> ACTIVITY
Please go over the material below and count each line with the string "pick", giving only the total.

> DATA SHOWN
****************

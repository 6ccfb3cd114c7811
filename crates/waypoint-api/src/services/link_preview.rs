//! Link preview metadata extraction
//!
//! Each field takes the first non-empty value among, in order: Open Graph,
//! Twitter Card, `<meta name="description">` (description only), JSON-LD and
//! `<title>` (title only).

use scraper::{Html, Selector};
use serde_json::Value;
use url::Url;
use waypoint_core::models::LinkPreview;

/// Extract preview metadata from an HTML document served at `page_url`.
pub fn extract_link_preview(html: &str, page_url: &Url) -> LinkPreview {
    let document = Html::parse_document(html);
    let json_ld = json_ld_nodes(&document);

    let title = meta_content(&document, &["og:title", "twitter:title"])
        .or_else(|| json_ld_field(&json_ld, |node| text(node, "name").or_else(|| text(node, "headline"))))
        .or_else(|| title_tag(&document));

    let description = meta_content(&document, &["og:description", "twitter:description"])
        .or_else(|| meta_content(&document, &["description"]))
        .or_else(|| json_ld_field(&json_ld, |node| text(node, "description")));

    let image = meta_content(
        &document,
        &[
            "og:image",
            "og:image:url",
            "og:image:secure_url",
            "twitter:image",
            "twitter:image:src",
        ],
    )
    .or_else(|| json_ld_field(&json_ld, |node| node.get("image").and_then(json_image)))
    .and_then(|raw| resolve_image(&raw, page_url));

    let site_name = meta_content(&document, &["og:site_name"]).or_else(|| {
        json_ld_field(&json_ld, |node| {
            node.get("publisher").and_then(|p| text(p, "name"))
        })
    });

    LinkPreview {
        url: page_url.to_string(),
        title,
        description,
        image,
        site_name,
    }
}

/// First non-empty `content` of a `<meta>` whose `property` or `name` is one of `keys`
fn meta_content(document: &Html, keys: &[&str]) -> Option<String> {
    keys.iter().find_map(|key| {
        let selector =
            Selector::parse(&format!("meta[property=\"{key}\"], meta[name=\"{key}\"]")).ok()?;
        document
            .select(&selector)
            .filter_map(|el| el.value().attr("content"))
            .find_map(non_empty)
    })
}

fn title_tag(document: &Html) -> Option<String> {
    let selector = Selector::parse("title").ok()?;
    document
        .select(&selector)
        .map(|el| el.text().collect::<String>())
        .find_map(|t| non_empty(&t))
}

/// Parsed JSON-LD objects, with arrays flattened and `@graph` unwrapped one level
fn json_ld_nodes(document: &Html) -> Vec<Value> {
    let Ok(selector) = Selector::parse("script[type=\"application/ld+json\"]") else {
        return Vec::new();
    };

    let mut nodes = Vec::new();
    for script in document.select(&selector) {
        let raw = script.text().collect::<String>();
        let Ok(value) = serde_json::from_str::<Value>(raw.trim()) else {
            tracing::debug!("Skipping unparseable JSON-LD block");
            continue;
        };

        let top_level = match value {
            Value::Array(items) => items,
            other => vec![other],
        };
        for node in top_level {
            if let Some(Value::Array(graph)) = node.get("@graph") {
                nodes.extend(graph.iter().filter(|n| n.is_object()).cloned());
            }
            if node.is_object() {
                nodes.push(node);
            }
        }
    }
    nodes
}

fn json_ld_field(nodes: &[Value], pick: impl Fn(&Value) -> Option<String>) -> Option<String> {
    nodes.iter().find_map(pick)
}

fn text(node: &Value, key: &str) -> Option<String> {
    node.get(key).and_then(Value::as_str).and_then(non_empty)
}

/// JSON-LD `image`: a string, a list, or an object with `url`
fn json_image(value: &Value) -> Option<String> {
    match value {
        Value::String(s) => non_empty(s),
        Value::Array(items) => items.iter().find_map(json_image),
        Value::Object(_) => text(value, "url"),
        _ => None,
    }
}

/// Resolve a possibly relative image reference against the page URL.
fn resolve_image(raw: &str, page_url: &Url) -> Option<String> {
    let resolved = page_url.join(raw).ok()?;
    matches!(resolved.scheme(), "http" | "https").then(|| resolved.to_string())
}

fn non_empty(value: &str) -> Option<String> {
    let trimmed = value.trim();
    (!trimmed.is_empty()).then(|| trimmed.to_string())
}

****************

> EXERCISE SOLUTION
2